As I roosted on the floor, it occurred to me that little white Ollie had made a home of my lap, like a position he’d assumed for over a hundred lifetimes. His implicit trust put me over the moon. (A message to Ollie’s owner: If at any time you need to drop him off with someone, for however long, even forever, call me!).
At the end of my time with the nine dogs, I told Ruth I’d gladly toil for her and, in fact, I’d pay her for the privilege. It was only later that I realized I’d done no work whatsoever; I’d simply chilled with those furry buddies.

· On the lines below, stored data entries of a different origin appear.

use anyhow::{Context, Result};
use rmcard_core::{now_utc_rfc3339, DeviceInventory, INVENTORY_SCHEMA_VERSION};
use serde::Serialize;
use serde_json::Value;
use std::fs;
use std::path::{Path, PathBuf};
use uuid::Uuid;

#[derive(Debug, Clone, Serialize)]
pub struct ReportPaths {
    pub run_id: String,
    pub root: PathBuf,
    pub inventory_json: PathBuf,
    pub run_json: PathBuf,
    pub logs_path: PathBuf,
}

#[derive(Debug, Serialize)]
struct RunMetadata {
    run_id: String,
    created_at_utc: String,
    inventory_schema_version: String,
    inventory_id: String,
    meta: Option<Value>,
}

/// Writes `reports/<run_id>/` under `base` with the device snapshot, the run
/// metadata and the step log.
pub fn create_report_bundle(
    base: impl AsRef<Path>,
    inventory: &DeviceInventory,
    meta: Option<Value>,
    logs: Option<&str>,
) -> Result<ReportPaths> {
    let run_id = Uuid::new_v4().to_string();
    let root = base.as_ref().join("reports").join(&run_id);
    fs::create_dir_all(&root).with_context(|| format!("create {}", root.display()))?;

    let inventory_json = root.join("inventory.json");
    let run_json = root.join("run.json");
    let logs_path = root.join("logs.txt");

    fs::write(&inventory_json, serde_json::to_string_pretty(inventory)?)?;

    let run_meta = RunMetadata {
        run_id: run_id.clone(),
        created_at_utc: now_utc_rfc3339(),
        inventory_schema_version: INVENTORY_SCHEMA_VERSION.to_string(),
        inventory_id: inventory.inventory_id.to_string(),
        meta,
    };
    fs::write(&run_json, serde_json::to_string_pretty(&run_meta)?)?;
    fs::write(&logs_path, logs.unwrap_or(""))?;

    Ok(ReportPaths {
        run_id,
        root,
        inventory_json,
        run_json,
        logs_path,
    })
}

#[cfg(test)]
mod tests {
    use super::*;
    use rmcard_core::HostInfo;
    use tempfile::TempDir;

    #[test]
    fn writes_bundle() {
        let dir = TempDir::new().unwrap();
        let inventory = DeviceInventory::new(
            HostInfo {
                os: "linux".to_string(),
                os_version: "test".to_string(),
                machine: "bench".to_string(),
            },
            Vec::new(),
        );
        let meta = serde_json::json!({ "model": "Qwen_3-8B" });
        let paths = create_report_bundle(dir.path(), &inventory, Some(meta), Some("step=model")).unwrap();

        assert!(paths.root.starts_with(dir.path().join("reports")));
        let run: Value = serde_json::from_str(&fs::read_to_string(&paths.run_json).unwrap()).unwrap();
        assert_eq!(run["meta"]["model"], "Qwen_3-8B");
        assert_eq!(run["inventory_id"], inventory.inventory_id.to_string());
        assert_eq!(fs::read_to_string(&paths.logs_path).unwrap(), "step=model");
        assert!(paths.inventory_json.is_file());
    }
}
//! Auth client configuration.
//!
//! The WASM bundle has no runtime environment, so overrides are read at build
//! time through `option_env!` and parsed by the same pure helpers the tests use.

#[cfg(test)]
#[path = "config_test.rs"]
mod config_test;

pub const DEFAULT_TOKEN_KEY: &str = "auth_token";
pub const DEFAULT_LOGIN_PATH: &str = "/api/auth/login";
pub const DEFAULT_LOGOUT_PATH: &str = "/api/auth/logout";
pub const DEFAULT_BRIDGE_GLOBAL: &str = "identityBridge";

#[derive(Debug, Clone, PartialEq, Eq)]
pub struct AuthConfig {
    /// `localStorage` key holding the session token.
    pub token_key: String,
    /// Absolute or origin-relative URL of the backend login endpoint.
    pub login_endpoint: String,
    /// Absolute or origin-relative URL of the backend logout endpoint.
    pub logout_endpoint: String,
    /// Name of the `window` global exposing the identity provider bridge.
    pub bridge_global: String,
}

impl Default for AuthConfig {
    fn default() -> Self {
        Self::from_parts(None, None, None)
    }
}

impl AuthConfig {
    /// Build config from compile-time environment overrides.
    ///
    /// Optional:
    /// - `DASHBOARD_AUTH_TOKEN_KEY`: default `auth_token`
    /// - `DASHBOARD_API_BASE`: prefix for backend endpoints, default same-origin
    /// - `DASHBOARD_IDENTITY_BRIDGE`: default `identityBridge`
    #[must_use]
    pub fn from_build_env() -> Self {
        Self::from_parts(
            option_env!("DASHBOARD_AUTH_TOKEN_KEY"),
            option_env!("DASHBOARD_API_BASE"),
            option_env!("DASHBOARD_IDENTITY_BRIDGE"),
        )
    }

    fn from_parts(token_key: Option<&str>, api_base: Option<&str>, bridge: Option<&str>) -> Self {
        let base = parse_api_base(api_base);
        Self {
            token_key: non_blank(token_key).unwrap_or(DEFAULT_TOKEN_KEY).to_owned(),
            login_endpoint: join_endpoint(&base, DEFAULT_LOGIN_PATH),
            logout_endpoint: join_endpoint(&base, DEFAULT_LOGOUT_PATH),
            bridge_global: non_blank(bridge).unwrap_or(DEFAULT_BRIDGE_GLOBAL).to_owned(),
        }
    }
}

fn non_blank(raw: Option<&str>) -> Option<&str> {
    raw.map(str::trim).filter(|v| !v.is_empty())
}

fn parse_api_base(raw: Option<&str>) -> String {
    non_blank(raw).unwrap_or_default().trim_end_matches('/').to_owned()
}

fn join_endpoint(base: &str, path: &str) -> String {
    format!("{base}{path}")
}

A cure for melancholy? Well, sort of. Unlike waiting five weeks for Prozac to kick in, the company of dogs creates instant bliss. But only a number of minutes later at the bus stop in the West Tisbury business district, as I sat and read the not-so-satisfying novel I’d brought along, and nibbled a curiously tasteless peanut butter cookie — the sandwich joint was out of chocolate chip — I was back in the Slough of Despond. For pooch company to work as any kind of real therapy, you’d have to live and travel with eight or nine dogs at all times. That’s a lot of kibble and bowls, walks and poop-scoops and, galloping borzois! Can you imagine the vet bills?
So maybe punching the clock full-time for Ruth is the answer? And yet, as mentioned, this reporter, by sheer accident and innate laziness and irresistible distractions, performed no work whatsoever.
And you know those leggings and sundress I wore to the “job”? Straight into the trash.
Guess I’ll have to make do with my one goofy dog. At least winter’s coming, and he loves to snuggle on cold nights (it’s strictly platonic).